■ THE PROBLEM ■
Once you have read the records, write them out again exactly.

■ Entries taken from a collection ■
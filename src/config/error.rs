use crate::proxy::shadowsocks::ShadowsocksError;
use thiserror::Error;

/// Everything that can stop the adapter section from turning into a registry.
/// The first one hit aborts the whole build.
#[derive(Debug, Error, Clone, PartialEq, Eq)]
pub enum ConfigurationParserError {
    #[error("no adapter is defined, the adapter section should be a list")]
    NoAdapterDefined,
    #[error("an adapter entry has no usable id")]
    AdapterIDMissing,
    #[error("an adapter entry has no type")]
    AdapterTypeMissing,
    #[error("unknown adapter type {0}")]
    AdapterTypeUnknown(String),
    #[error("failed to parse adapter: {0}")]
    AdapterParsingError(String),
}

impl From<ShadowsocksError> for ConfigurationParserError {
    fn from(e: ShadowsocksError) -> Self {
        ConfigurationParserError::AdapterParsingError(e.to_string())
    }
}
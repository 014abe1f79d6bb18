use adapter_registry::{AdapterFactoryManager, Config};
use anyhow::{Context, Result};
use clap::Parser;
use std::path::PathBuf;

#[derive(Parser, Debug)]
#[command(version, about = "Validate an adapter configuration and list its factories")]
struct Args {
    /// Path to the YAML configuration file
    config: PathBuf,
}

fn print_registry(manager: &AdapterFactoryManager) {
    let mut ids: Vec<&str> = manager.ids().collect();
    ids.sort_unstable();
    for id in ids {
        if let Some(factory) = manager.get(id) {
            match factory.server_address() {
                Some(addr) => println!("{}: {} {}", id, factory.protocol_type(), addr),
                None => println!("{}: {}", id, factory.protocol_type()),
            }
        }
    }
}

fn main() -> Result<()> {
    let args = Args::parse();
    let config = Config::from_file(&args.config)?;
    // RUST_LOG, when set, overrides the configured level.
    env_logger::Builder::new()
        .filter_level(config.log().level.to_level_filter())
        .parse_default_env()
        .init();
    let manager = config
        .build_adapter_factory_manager()
        .with_context(|| format!("invalid adapters in {}", args.config.display()))?;
    print_registry(&manager);
    Ok(())
}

■ YOUR RESPONSE ■
filename src/config/error.rs
use crate::proxy::shadowsocks::ShadowsocksError;
use thiserror::Error;

/// Everything that can stop the adapter section from turning into a registry.
/// The first one hit aborts the whole build.
#[derive(Debug, Error, Clone, PartialEq, Eq)]
pub enum ConfigurationParserError {
    #[error("no adapter is defined, the adapter section should be a list")]
    NoAdapterDefined,
    #[error("an adapter entry has no usable id")]
    AdapterIDMissing,
    #[error("an adapter entry has no type")]
    AdapterTypeMissing,
    #[error("unknown adapter type {0}")]
    AdapterTypeUnknown(String),
    #[error("failed to parse adapter: {0}")]
    AdapterParsingError(String),
}

impl From<ShadowsocksError> for ConfigurationParserError {
    fn from(e: ShadowsocksError) -> Self {
        ConfigurationParserError::AdapterParsingError(e.to_string())
    }
}
repository 014abe1f79d6bb18
use adapter_registry::{AdapterFactoryManager, Config};
use anyhow::{Context, Result};
use clap::Parser;
use std::path::PathBuf;

#[derive(Parser, Debug)]
#[command(version, about = "Validate an adapter configuration and list its factories")]
struct Args {
    /// Path to the YAML configuration file
    config: PathBuf,
}

fn print_registry(manager: &AdapterFactoryManager) {
    let mut ids: Vec<&str> = manager.ids().collect();
    ids.sort_unstable();
    for id in ids {
        if let Some(factory) = manager.get(id) {
            match factory.server_address() {
                Some(addr) => println!("{}: {} {}", id, factory.protocol_type(), addr),
                None => println!("{}: {}", id, factory.protocol_type()),
            }
        }
    }
}

fn main() -> Result<()> {
    let args = Args::parse();
    let config = Config::from_file(&args.config)?;
    // RUST_LOG, when set, overrides the configured level.
    env_logger::Builder::new()
        .filter_level(config.log().level.to_level_filter())
        .parse_default_env()
        .init();
    let manager = config
        .build_adapter_factory_manager()
        .with_context(|| format!("invalid adapters in {}", args.config.display()))?;
    print_registry(&manager);
    Ok(())
}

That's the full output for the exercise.